I ruoli di potere vengono così ridimensionati, nominati nel corpo del testo ma non riconosciuti come titolo. Il modo in cui si narrano gli eventi e la selezione del contenuto parlano molto più di quanto siamo portati a cogliere liminalmente, andando ad assestarsi nel subliminale. Il depotenziamento del femminile come collettivo passa dalla subordinazione del femminile individuale nelle modalità di racconto.

Si opera un appiattimento capace di nascondere, almeno in parte, la presenza e l’eventuale successo femminile in ambito lavorativo o istituzionale. Perché se si parla di una donna a caso, allora anche il motivo per cui ne si parla è casuale. Si trasmette l’idea che quella donna non abbia meriti, spesso nemmeno nome, se non quello di essere una storia raccontata dall’esterno, una storia che deve essere scritta e fruita, monetizzata, distruggendo la sua reale portata storica.

Le donne al potere sono la dimostrazione empirica che i ruoli di genere sono costrutti sociali, che non esistono carriere più adatte al femminile, ma che il femminile è stato relegato ad alcune carriere. Le donne con nome e cognome sui titoli di giornali potrebbero essere riconosciute e conosciute nelle loro caratteristiche personali distintive ed identitarie. Potrebbero insegnare la definizione individuale autonoma e non relativizzata a una controparte a cui spetta per principio di attribuzione a priori il potere.

Di cosa non si vuole parlare?

Una donna non a caso è sempre seguita da tante donne non a caso.
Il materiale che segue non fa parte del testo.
fn parse_header(name: &str, value: &str) -> Result<(HeaderName, HeaderValue)> {
    let header_name = HeaderName::from_bytes(name.as_bytes())
        .map_err(|_| HttpError::new(500, format!("invalid header name: {}", name)))?;
    let header_value = HeaderValue::from_str(value)
        .map_err(|_| HttpError::new(500, format!("invalid value for header {}", name)))?;
    Ok((header_name, header_value))
}

fn strip_port(host: &str) -> &str {
    if let Some(rest) = host.strip_prefix('[') {
        // [::1]:8080
        return rest.split(']').next().unwrap_or(rest);
    }
    match host.rsplit_once(':') {
        Some((name, port)) if port.chars().all(|c| c.is_ascii_digit()) => name,
        _ => host,
    }
}

#[cfg(test)]
mod tests {
    use super::*;
    use std::collections::HashMap;
    use crate::middleware::HandlerChain;

    fn ctx_for(info: RequestInfo) -> Ctx {
        Ctx::new(info, HandlerChain::new().freeze(), Scope::new())
    }

    fn get(uri: &'static str) -> RequestInfo {
        RequestInfo::new(Method::GET, Uri::from_static(uri))
    }

    #[test]
    fn test_accepts_media_ranges() {
        let ctx = ctx_for(get("/").with_header(
            header::ACCEPT,
            HeaderValue::from_static("text/html;q=0.9, application/json"),
        ));
        assert!(ctx.accepts_json());
        assert!(ctx.accepts_html());
        assert!(!ctx.accepts_plain_text());

        let any = ctx_for(get("/").with_header(header::ACCEPT, HeaderValue::from_static("*/*")));
        assert!(any.accepts_plain_text());

        let none = ctx_for(get("/"));
        assert!(!none.accepts_json());
    }

    #[test]
    fn test_param_falls_back_to_query() {
        let mut params = HashMap::new();
        params.insert("id".to_string(), "7".to_string());
        let ctx = ctx_for(get("/users/7?id=9&name=a%20b").with_params(params));

        assert_eq!(ctx.param("id").as_deref(), Some("7"));
        assert_eq!(ctx.param("name").as_deref(), Some("a b"));
        assert_eq!(ctx.param("missing"), None);
    }

    #[test]
    fn test_cookie_lookup() {
        let ctx = ctx_for(get("/").with_header(
            header::COOKIE,
            HeaderValue::from_static("a=1; martian_session_id=abc; b=\"2\""),
        ));
        assert_eq!(ctx.cookie("martian_session_id").as_deref(), Some("abc"));
        assert_eq!(ctx.cookie("b").as_deref(), Some("2"));
        assert_eq!(ctx.cookie("c"), None);
    }

    #[test]
    fn test_status_is_written_once() {
        let ctx = ctx_for(get("/"));
        assert_eq!(ctx.status(), 200);
        assert!(!ctx.status_written());

        ctx.with_status(201);
        ctx.with_status(500);
        assert_eq!(ctx.status(), 201);

        let fresh = ctx_for(get("/"));
        fresh.send_string("ok").unwrap();
        fresh.with_status(404);
        assert_eq!(fresh.status(), 200);
    }

    #[test]
    fn test_clones_share_frame() {
        let ctx = ctx_for(get("/"));
        let copy = ctx.clone();
        copy.with_status(418);
        assert_eq!(ctx.status(), 418);

        let scoped = ctx.with_scope(Scope::new());
        scoped.send_string("tea").unwrap();
        assert!(ctx.is_written());
    }

    #[test]
    fn test_fork_is_isolated_until_adopted() {
        let ctx = ctx_for(get("/"));
        let forked = ctx.fork(Scope::new());
        forked.with_status(202);
        assert!(!ctx.status_written());

        ctx.adopt(&forked);
        assert_eq!(ctx.status(), 202);
    }

    #[test]
    fn test_set_cookie_attributes() {
        let ctx = ctx_for(
            get("/")
                .with_header(header::HOST, HeaderValue::from_static("example.com:8080"))
                .with_header(
                    HeaderName::from_static("x-forwarded-proto"),
                    HeaderValue::from_static("https"),
                ),
        );
        ctx.set_cookie("sid", "abc", Duration::from_secs(60)).unwrap();
        assert_eq!(
            ctx.response_header("set-cookie").as_deref(),
            Some("sid=abc; Max-Age=60; Path=/; Domain=example.com; HttpOnly; SameSite=Lax; Secure")
        );
    }

    #[test]
    fn test_error_message_defaults_to_reason() {
        let ctx = ctx_for(get("/"));
        let err = ctx.error(400, "");
        assert_eq!(err.to_http(), HttpError::new(400, "Bad Request"));

        let err = ctx.error(422, std::io::Error::new(std::io::ErrorKind::Other, "bad input"));
        assert_eq!(err.to_http(), HttpError::new(422, "bad input"));
    }

    #[test]
    fn test_session_not_started() {
        let ctx = ctx_for(get("/"));
        let err = ctx.session().unwrap_err();
        assert_eq!(err.to_http(), HttpError::session_not_started());
    }

    #[test]
    fn test_send_attachment_headers() {
        let ctx = ctx_for(get("/"));
        ctx.send_attachment("report.csv", b"a,b").unwrap();
        assert_eq!(ctx.response_header("content-type").as_deref(), Some("text/csv"));
        assert_eq!(
            ctx.response_header("content-disposition").as_deref(),
            Some("attachment; filename=\"report.csv\"")
        );
    }

    #[test]
    fn test_strip_port() {
        assert_eq!(strip_port("example.com:80"), "example.com");
        assert_eq!(strip_port("example.com"), "example.com");
        assert_eq!(strip_port("[::1]:8080"), "::1");
    }

    #[tokio::test]
    async fn test_unmarshal_body() {
        #[derive(serde::Deserialize)]
        struct Payload {
            name: String,
        }
        let ctx = ctx_for(RequestInfo::new(Method::POST, Uri::from_static("/")).with_body(r#"{"name":"ann"}"#));
        let payload: Payload = ctx.unmarshal_body().await.unwrap();
        assert_eq!(payload.name, "ann");
        // 두 번째 읽기도 같은 본문
        assert_eq!(ctx.body().await.unwrap(), Bytes::from_static(br#"{"name":"ann"}"#));
    }
}
use std::convert::Infallible;
use std::net::SocketAddr;
use std::sync::Arc;
use std::time::Duration;
use bytes::Bytes;
use http_body_util::Full;
use hyper::body::Incoming;
use hyper::server::conn::http1;
use hyper::service::service_fn;
use hyper::{Request, Response};
use hyper_util::rt::{TokioIo, TokioTimer};
use tokio::io::{AsyncRead, AsyncWrite};
use tokio_util::sync::CancellationToken;
use tracing::{debug, trace};
use crate::context::{Ctx, RequestInfo};
use crate::error::HttpError;
use crate::routing::Router;
use crate::scope::Scope;
use super::error_handler::ErrorHandler;

/// 요청 하나를 라우팅하고 체인을 실행해 응답을 만듭니다.
///
/// 요청 범위는 모두 `requests` 토큰의 자식이며, 요청 future가 drop되면
/// (클라이언트 연결 끊김, 연결 강제 종료) 해당 요청의 범위가 취소됩니다.
pub struct RequestHandler {
    router: Router,
    error_handler: ErrorHandler,
    header_read_timeout: Duration,
    requests: CancellationToken,
}

impl RequestHandler {
    pub fn new(router: Router, error_handler: ErrorHandler, header_read_timeout: Duration) -> Self {
        Self {
            router,
            error_handler,
            header_read_timeout,
            requests: CancellationToken::new(),
        }
    }

    /// 진행 중인 모든 요청의 범위를 취소합니다.
    pub(crate) fn cancel_requests(&self) {
        self.requests.cancel();
    }

    pub async fn handle_request(
        &self,
        req: Request<Incoming>,
        remote_addr: Option<SocketAddr>,
        https: bool,
    ) -> Response<Full<Bytes>> {
        let found = self.router.lookup(req.method(), req.uri().path());
        let mut info = RequestInfo::from_hyper(req, remote_addr, https);
        let scope = Scope::within(&self.requests);
        let _cancel_on_drop = scope.drop_guard();

        let ctx = match found {
            Some(found) => {
                trace!(method = %found.method, pattern = %found.pattern, "라우트 매칭");
                info.set_params(found.params);
                Ctx::new(info, found.chain, scope)
            }
            None => {
                let ctx = Ctx::new(info, Arc::from(Vec::new()), scope);
                (self.error_handler)(&ctx, &HttpError::not_found().into());
                return ctx.take_response();
            }
        };

        if let Err(e) = ctx.next().await {
            (self.error_handler)(&ctx, &e);
        }
        ctx.take_response()
    }

    /// 연결 하나를 처리합니다. 종료 토큰이 취소되면 진행 중인 요청을 마친 뒤 연결을 닫습니다.
    pub async fn handle_connection<I>(
        self: Arc<Self>,
        io: I,
        remote_addr: SocketAddr,
        https: bool,
        shutdown: CancellationToken,
    ) -> Result<(), hyper::Error>
    where
        I: AsyncRead + AsyncWrite + Send + Unpin + 'static,
    {
        let handler = self.clone();
        let service = service_fn(move |req| {
            let handler = handler.clone();
            async move { Ok::<_, Infallible>(handler.handle_request(req, Some(remote_addr), https).await) }
        });

        let mut builder = http1::Builder::new();
        builder
            .timer(TokioTimer::new())
            .header_read_timeout(self.header_read_timeout);

        let conn = builder.serve_connection(TokioIo::new(io), service);
        tokio::pin!(conn);

        tokio::select! {
            result = conn.as_mut() => result,
            _ = shutdown.cancelled() => {
                debug!(remote = %remote_addr, "연결 정상 종료 시작");
                conn.as_mut().graceful_shutdown();
                conn.await
            }
        }
    }
}
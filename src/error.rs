use std::fmt;
use hyper::StatusCode;
use serde::{Deserialize, Serialize};
use crate::cache::CacheError;

pub type Result<T> = std::result::Result<T, Error>;

/// 핸들러가 의도한 상태 코드와 메시지를 담는 구조화된 에러입니다.
///
/// JSON으로는 `{"code": 404, "msg": "Resource not found"}` 형태로 직렬화됩니다.
#[derive(Debug, Clone, PartialEq, Eq, Serialize, Deserialize)]
pub struct HttpError {
    pub code: u16,
    pub msg: String,
}

impl HttpError {
    pub fn new(code: u16, msg: impl Into<String>) -> Self {
        Self { code, msg: msg.into() }
    }

    /// 상태 코드의 표준 사유 문구를 메시지로 사용합니다.
    pub fn from_status(code: u16) -> Self {
        Self { code, msg: reason_phrase(code).to_string() }
    }

    /// 코드를 바꾸고, 표준 사유 문구가 있으면 메시지도 함께 바꿉니다.
    pub fn with_code(mut self, code: u16) -> Self {
        self.code = code;
        let reason = reason_phrase(code);
        if !reason.is_empty() {
            self.msg = reason.to_string();
        }
        self
    }

    pub fn with_msg(mut self, msg: impl Into<String>) -> Self {
        self.msg = msg.into();
        self
    }

    /// 응답 상태 코드. HTTP 상태 코드로 쓸 수 없는 값(100-999 밖)은 500입니다.
    pub fn status(&self) -> StatusCode {
        StatusCode::from_u16(self.code).unwrap_or(StatusCode::INTERNAL_SERVER_ERROR)
    }

    /// 코드를 실제로 응답할 상태 코드로 맞춘 복제본. 메시지는 유지합니다.
    pub fn resolved(&self) -> Self {
        Self { code: self.status().as_u16(), msg: self.msg.clone() }
    }

    pub fn is_error(&self) -> bool {
        self.code >= 400
    }

    pub fn not_found() -> Self {
        Self::new(404, "Resource not found")
    }

    pub fn session_not_started() -> Self {
        Self::new(500, "Session not started")
    }

    pub fn request_timed_out() -> Self {
        Self::new(503, "Request timed out")
    }

    pub fn rate_limit_exceeded() -> Self {
        Self::new(429, "Rate limit exceeded")
    }
}

impl Default for HttpError {
    fn default() -> Self {
        Self::from_status(500)
    }
}

impl fmt::Display for HttpError {
    fn fmt(&self, f: &mut fmt::Formatter<'_>) -> fmt::Result {
        write!(f, "{}", self.msg)
    }
}

impl std::error::Error for HttpError {}

/// 상태 코드의 표준 사유 문구. 알 수 없는 코드는 빈 문자열입니다.
pub fn reason_phrase(code: u16) -> &'static str {
    StatusCode::from_u16(code)
        .ok()
        .and_then(|s| s.canonical_reason())
        .unwrap_or("")
}

/// 핸들러 체인 전체에서 사용하는 에러 타입입니다.
#[derive(Debug)]
pub enum Error {
    Http(HttpError),
    Cache(CacheError),
    Json(serde_json::Error),
    Body(String),
    Io(std::io::Error),
    Other(Box<dyn std::error::Error + Send + Sync>),
}

impl Error {
    /// 응답에 사용할 상태 코드. 구조화된 에러가 아니면 500입니다.
    pub fn status(&self) -> u16 {
        match self {
            Error::Http(e) => e.status().as_u16(),
            _ => 500,
        }
    }

    pub fn as_http(&self) -> Option<&HttpError> {
        match self {
            Error::Http(e) => Some(e),
            _ => None,
        }
    }

    /// 구조화된 에러로 변환합니다. 그 외의 에러는 {500, 원래 메시지}가 됩니다.
    pub fn to_http(&self) -> HttpError {
        match self {
            Error::Http(e) => e.resolved(),
            other => HttpError::default().with_msg(other.to_string()),
        }
    }
}

impl fmt::Display for Error {
    fn fmt(&self, f: &mut fmt::Formatter<'_>) -> fmt::Result {
        match self {
            Error::Http(e) => write!(f, "{}", e),
            Error::Cache(e) => write!(f, "{}", e),
            Error::Json(e) => write!(f, "{}", e),
            Error::Body(msg) => write!(f, "{}", msg),
            Error::Io(e) => write!(f, "{}", e),
            Error::Other(e) => write!(f, "{}", e),
        }
    }
}

impl std::error::Error for Error {
    fn source(&self) -> Option<&(dyn std::error::Error + 'static)> {
        match self {
            Error::Http(e) => Some(e),
            Error::Cache(e) => Some(e),
            Error::Json(e) => Some(e),
            Error::Io(e) => Some(e),
            Error::Other(e) => Some(e.as_ref()),
            Error::Body(_) => None,
        }
    }
}

impl From<HttpError> for Error {
    fn from(err: HttpError) -> Self {
        Error::Http(err)
    }
}

impl From<CacheError> for Error {
    fn from(err: CacheError) -> Self {
        Error::Cache(err)
    }
}

impl From<serde_json::Error> for Error {
    fn from(err: serde_json::Error) -> Self {
        Error::Json(err)
    }
}

impl From<std::io::Error> for Error {
    fn from(err: std::io::Error) -> Self {
        Error::Io(err)
    }
}

impl From<Box<dyn std::error::Error + Send + Sync>> for Error {
    fn from(err: Box<dyn std::error::Error + Send + Sync>) -> Self {
        Error::Other(err)
    }
}
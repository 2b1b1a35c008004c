use std::sync::Arc;
use serde_json::json;
use tracing::{error, info};
use martian_stack::cache::{CacheService, MemoryCache, RedisCache};
use martian_stack::context::Ctx;
use martian_stack::error::Result;
use martian_stack::logging::init_logging;
use martian_stack::middleware::{
    BasicAuth, Cors, HandlerChain, Log, RateLimit, Recovery, SecurityHeaders, SessionMiddleware, Timeout,
};
use martian_stack::server::Server;
use martian_stack::session::FlashLevel;
use martian_stack::settings::{CacheBackend, Settings};
use martian_stack::tls;

async fn home(ctx: Ctx) -> Result<()> {
    ctx.send_string("Welcome to the Home Page")
}

async fn hello(ctx: Ctx) -> Result<()> {
    let name = ctx.param("name").unwrap_or_default();
    ctx.send_string(&format!("Hello {}", name))
}

/// 세션별 방문 횟수
async fn counter(ctx: Ctx) -> Result<()> {
    let session = ctx.session()?;
    let count = session.data().get_int("count").unwrap_or(0) + 1;
    session.data().set("count", &count)?;
    ctx.send_json(&json!({ "count": count }))
}

async fn echo(ctx: Ctx) -> Result<()> {
    let value: serde_json::Value = ctx.unmarshal_body().await?;
    ctx.send_json(&value)
}

async fn add_flash(ctx: Ctx) -> Result<()> {
    let level = FlashLevel::parse_lenient(&ctx.param("level").unwrap_or_default());
    let msg = ctx.param("msg").unwrap_or_default();
    ctx.session()?.add_flash(level, &msg);
    ctx.with_status(204);
    Ok(())
}

async fn take_flashes(ctx: Ctx) -> Result<()> {
    let flashes = ctx.session()?.take_flashes();
    ctx.send_json(&flashes)
}

async fn admin_stats(ctx: Ctx) -> Result<()> {
    ctx.send_json(&json!({ "request_id": ctx.id() }))
}

#[tokio::main]
async fn main() -> std::result::Result<(), Box<dyn std::error::Error>> {
    let settings = Settings::load().await?;
    let _guard = init_logging(&settings.logging);
    info!(addr = %settings.server.addr(), backend = ?settings.cache.backend, "Martian Stack 시작");

    let cache: Arc<dyn CacheService> = match settings.cache.backend {
        CacheBackend::Memory => Arc::new(MemoryCache::with_sweep_interval(settings.cache.sweep_interval())),
        CacheBackend::Redis => Arc::new(RedisCache::connect(&settings.cache.redis).await?),
    };

    let mut server = Server::new(settings.server.clone());
    server
        .add_middleware(Recovery::new())
        .add_middleware(Log::default())
        .add_middleware(SecurityHeaders::new())
        .add_middleware(Cors::new(&settings.middleware.cors)?)
        .add_middleware(RateLimit::from_config(&settings.middleware.rate_limit));
    if let Some(timeout) = settings.middleware.request_timeout() {
        server.add_middleware(Timeout::new(timeout));
    }
    server.add_middleware(SessionMiddleware::new(cache.clone(), settings.session.clone()));

    server
        .get("/", home)?
        .get("/hello/:name", hello)?
        .get("/counter", counter)?
        .post("/echo", echo)?
        .post("/flash", add_flash)?
        .get("/flash", take_flashes)?;

    if let Some(auth) = &settings.middleware.basic_auth {
        let mut admin_mw = HandlerChain::new();
        admin_mw.add(BasicAuth::from_config(auth));
        server.group("/admin", admin_mw).get("/stats", admin_stats)?;
    }

    let close_cache = async move {
        if let Err(e) = cache.close().await {
            error!(error = %e, "캐시 종료 실패");
        }
    };

    if settings.tls.enabled {
        let (Some(cert), Some(key)) = (&settings.tls.cert_path, &settings.tls.key_path) else {
            return Err("TLS 인증서와 키 경로가 필요합니다".into());
        };
        let acceptor = tls::load_acceptor(cert, key)?;
        server.listen_and_shutdown_tls(acceptor, close_cache).await?;
    } else {
        server.listen_and_shutdown(close_cache).await?;
    }

    info!("Martian Stack 종료");
    Ok(())
}
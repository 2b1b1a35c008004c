use std::time::Duration;
use async_trait::async_trait;
use tokio_util::task::AbortOnDropHandle;
use tracing::warn;
use crate::context::Ctx;
use crate::error::{Error, HttpError, Result};
use super::Handler;

/// 요청 제한 시간 미들웨어
///
/// 마감 시간이 걸린 자식 범위로 체인의 나머지를 별도 태스크에서 실행합니다.
/// 태스크는 복사된 응답 프레임에 쓰고, 제한 시간 안에 끝난 경우에만 그 프레임을 채택합니다.
/// 마감되면 범위를 취소하고 태스크를 중단한 뒤 503을 반환하므로
/// 늦게 끝난 핸들러가 응답을 다시 쓰는 일은 없습니다.
///
/// 요청 future가 도중에 drop되어도 태스크는 함께 중단됩니다.
/// 태스크 안의 패닉은 그대로 다시 발생시켜 바깥 Recovery가 처리하게 합니다.
#[derive(Debug, Clone, Copy)]
pub struct Timeout {
    duration: Duration,
}

impl Timeout {
    pub fn new(duration: Duration) -> Self {
        Self { duration }
    }
}

#[async_trait]
impl Handler for Timeout {
    async fn handle(&self, ctx: Ctx) -> Result<()> {
        let scope = ctx.scope().with_timeout(self.duration);
        let forked = ctx.fork(scope.clone());

        let task_ctx = forked.clone();
        let mut task = AbortOnDropHandle::new(tokio::spawn(async move { task_ctx.next().await }));

        tokio::select! {
            joined = &mut task => match joined {
                Ok(result) => {
                    ctx.adopt(&forked);
                    result
                }
                Err(e) if e.is_panic() => std::panic::resume_unwind(e.into_panic()),
                Err(e) => Err(Error::Other(Box::new(e))),
            },
            reason = scope.done() => {
                scope.cancel();
                task.abort();
                warn!(
                    request_id = %ctx.id(),
                    path = %ctx.path(),
                    timeout_ms = self.duration.as_millis() as u64,
                    reason = %reason,
                    "요청 제한 시간 초과"
                );
                Err(HttpError::request_timed_out().into())
            }
        }
    }

    fn name(&self) -> &str {
        "timeout"
    }
}
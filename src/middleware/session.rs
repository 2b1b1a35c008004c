use std::sync::Arc;
use async_trait::async_trait;
use tracing::{debug, error};
use crate::cache::CacheService;
use crate::context::Ctx;
use crate::error::{Error, Result};
use crate::session::{Session, SessionConfig};
use super::Handler;

/// 세션 미들웨어
///
/// 시작 시 쿠키의 세션 ID를 쓰거나 새로 발급하고, 캐시에 저장된 데이터가 있으면 불러옵니다.
/// 체인이 끝난 뒤 데이터가 바뀌었을 때만 한 번 저장하고 clean 상태로 돌립니다.
pub struct SessionMiddleware {
    cache: Arc<dyn CacheService>,
    config: SessionConfig,
}

impl SessionMiddleware {
    pub fn new(cache: Arc<dyn CacheService>, config: SessionConfig) -> Self {
        Self { cache, config }
    }
}

fn is_valid_session_id(id: &str) -> bool {
    !id.is_empty() && id.len() <= 128 && id.chars().all(|c| c.is_ascii_alphanumeric() || c == '-')
}

/// 요청에 세션을 시작합니다. 이미 시작돼 있으면 아무것도 하지 않습니다.
///
/// 자동 시작을 끈 경우 로그인 핸들러 등에서 직접 호출합니다.
pub async fn start_session(ctx: &Ctx, cache: &dyn CacheService, config: &SessionConfig) -> Result<Session> {
    if let Ok(session) = ctx.session() {
        return Ok(session);
    }

    let session = match ctx.cookie(&config.cookie_name).filter(|id| is_valid_session_id(id)) {
        Some(id) => Session::with_id(id),
        None => {
            let session = Session::new();
            ctx.set_cookie(&config.cookie_name, session.id(), config.ttl())?;
            debug!(session_id = %session.id(), request_id = %ctx.id(), "새 세션 발급");
            session
        }
    };

    let key = session.key_id();
    match cache.get_bytes(ctx.scope(), &key).await {
        Ok(raw) => session.data().load_json(&raw)?,
        Err(e) if e.is_not_found() => {}
        Err(e) => return Err(e.into()),
    }

    ctx.set_session(session.clone());
    Ok(session)
}

async fn persist(ctx: &Ctx, cache: &dyn CacheService, config: &SessionConfig) -> Result<()> {
    let Ok(session) = ctx.session() else {
        return Ok(());
    };
    if !session.data().is_dirty() {
        return Ok(());
    }

    let encoded = session.data().to_json()?;
    cache
        .set_bytes(ctx.scope(), &session.key_id(), encoded, config.ttl())
        .await?;
    session.data().set_clean();
    Ok(())
}

#[async_trait]
impl Handler for SessionMiddleware {
    async fn handle(&self, ctx: Ctx) -> Result<()> {
        if self.config.autostart {
            start_session(&ctx, self.cache.as_ref(), &self.config).await?;
        }

        let result = ctx.next().await;

        match (persist(&ctx, self.cache.as_ref(), &self.config).await, result) {
            (Ok(()), result) => result,
            (Err(e), Ok(())) => Err(e),
            (Err(e), Err(handler_err)) => {
                error!(request_id = %ctx.id(), error = %e, "세션 저장 실패");
                Err(Error::Other(format!("{}; {}", e, handler_err).into()))
            }
        }
    }

    fn name(&self) -> &str {
        "session"
    }
}
//! 키-값 캐시 서비스
//!
//! 키마다 TTL을 갖는 저장소로, 두 백엔드가 같은 계약을 만족합니다.
//!
//! - [`MemoryCache`]: 프로세스 내부 맵 + 백그라운드 만료 정리
//! - [`RedisCache`]: Redis 클라이언트
//!
//! 백엔드는 조립 시점에 `Arc<dyn CacheService>`로 주입합니다.
//!
//! ```no_run
//! use martian_stack::cache::{CacheExt, CacheService, MemoryCache};
//! use martian_stack::scope::Scope;
//! use std::time::Duration;
//!
//! # async fn demo() -> Result<(), martian_stack::cache::CacheError> {
//! let cache = MemoryCache::new();
//! let scope = Scope::new();
//!
//! cache.set(&scope, "k", "v", Duration::ZERO).await?;
//! assert_eq!(cache.get_string(&scope, "k").await?, "v");
//! # Ok(())
//! # }
//! ```

mod error;
pub mod memory;
pub mod redis;

use std::time::Duration;
use async_trait::async_trait;
use regex_lite::Regex;
use serde::de::DeserializeOwned;
use serde::Serialize;
use crate::scope::Scope;

pub use error::CacheError;
pub use memory::MemoryCache;
pub use self::redis::RedisCache;

/// 두 백엔드가 공통으로 구현하는 캐시 계약
///
/// `ttl`이 0이면 만료되지 않으며, 어떤 `set`이든 이전 값과 만료 시각을 덮어씁니다.
/// 모든 연산은 호출자 범위가 이미 끝났으면 즉시 실패합니다.
#[async_trait]
pub trait CacheService: Send + Sync {
    /// 바이트 값을 그대로 저장합니다.
    async fn set_bytes(&self, scope: &Scope, key: &str, value: Vec<u8>, ttl: Duration) -> Result<(), CacheError>;

    /// 저장된 바이트를 그대로 반환합니다. 없거나 만료됐으면 `NotFound`.
    async fn get_bytes(&self, scope: &Scope, key: &str) -> Result<Vec<u8>, CacheError>;

    async fn exists(&self, scope: &Scope, key: &str) -> bool;

    /// `*` 글롭 패턴과 키의 앞부분이 일치하는 키 목록
    async fn keys(&self, scope: &Scope, pattern: &str) -> Result<Vec<String>, CacheError>;

    async fn delete(&self, scope: &Scope, keys: &[&str]) -> Result<(), CacheError>;

    async fn delete_pattern(&self, scope: &Scope, pattern: &str) -> Result<(), CacheError>;

    async fn flush(&self, scope: &Scope) -> Result<(), CacheError>;

    async fn close(&self) -> Result<(), CacheError>;
}

/// 구조화된 값(JSON) 저장/조회 도우미
#[async_trait]
pub trait CacheExt: CacheService {
    async fn set<T>(&self, scope: &Scope, key: &str, value: &T, ttl: Duration) -> Result<(), CacheError>
    where
        T: Serialize + Sync + ?Sized,
    {
        let encoded = serde_json::to_vec(value)?;
        self.set_bytes(scope, key, encoded, ttl).await
    }

    async fn get<T>(&self, scope: &Scope, key: &str) -> Result<T, CacheError>
    where
        T: DeserializeOwned + Send,
    {
        let raw = self.get_bytes(scope, key).await?;
        Ok(serde_json::from_slice(&raw)?)
    }

    async fn get_string(&self, scope: &Scope, key: &str) -> Result<String, CacheError> {
        self.get::<String>(scope, key).await
    }

    async fn get_int(&self, scope: &Scope, key: &str) -> Result<i64, CacheError> {
        self.get::<i64>(scope, key).await
    }

    async fn get_float(&self, scope: &Scope, key: &str) -> Result<f64, CacheError> {
        self.get::<f64>(scope, key).await
    }
}

impl<C: CacheService + ?Sized> CacheExt for C {}

/// 범위가 이미 끝났으면 그 이유를 캐시 에러로 돌려줍니다.
pub(crate) fn check_scope(scope: &Scope) -> Result<(), CacheError> {
    match scope.err() {
        Some(e) => Err(e.into()),
        None => Ok(()),
    }
}

/// `user-*` 같은 글롭 패턴을 키 시작에 고정된 정규식으로 바꿉니다.
/// `*` 이외의 문자는 모두 문자 그대로 취급합니다.
pub fn glob_to_regex(pattern: &str) -> Result<Regex, CacheError> {
    let expr = pattern
        .split('*')
        .map(regex_lite::escape)
        .collect::<Vec<_>>()
        .join(".*");

    Regex::new(&format!("^{}", expr)).map_err(|e| CacheError::InvalidPattern {
        pattern: pattern.to_string(),
        reason: e.to_string(),
    })
}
Si crea una tendenza, un ribaltamento di piani e consapevolezze. Ed è questo che la narrazione collettiva, ancorata alla ripartizione predeterminata dei ruoli, non apprezza, non vuole elaborare e cerca di limitare ricordando a tutte le donne che, anche se dovessero diventare capi di governo rimarrebbero “una donna”, al massimo chiamata per nome come un’amica, una mamma, una sorella, una figlia. La spersonalizzazione è un mezzo di repressione linguistica, votata a prevenire una conversazione sul potere femminile.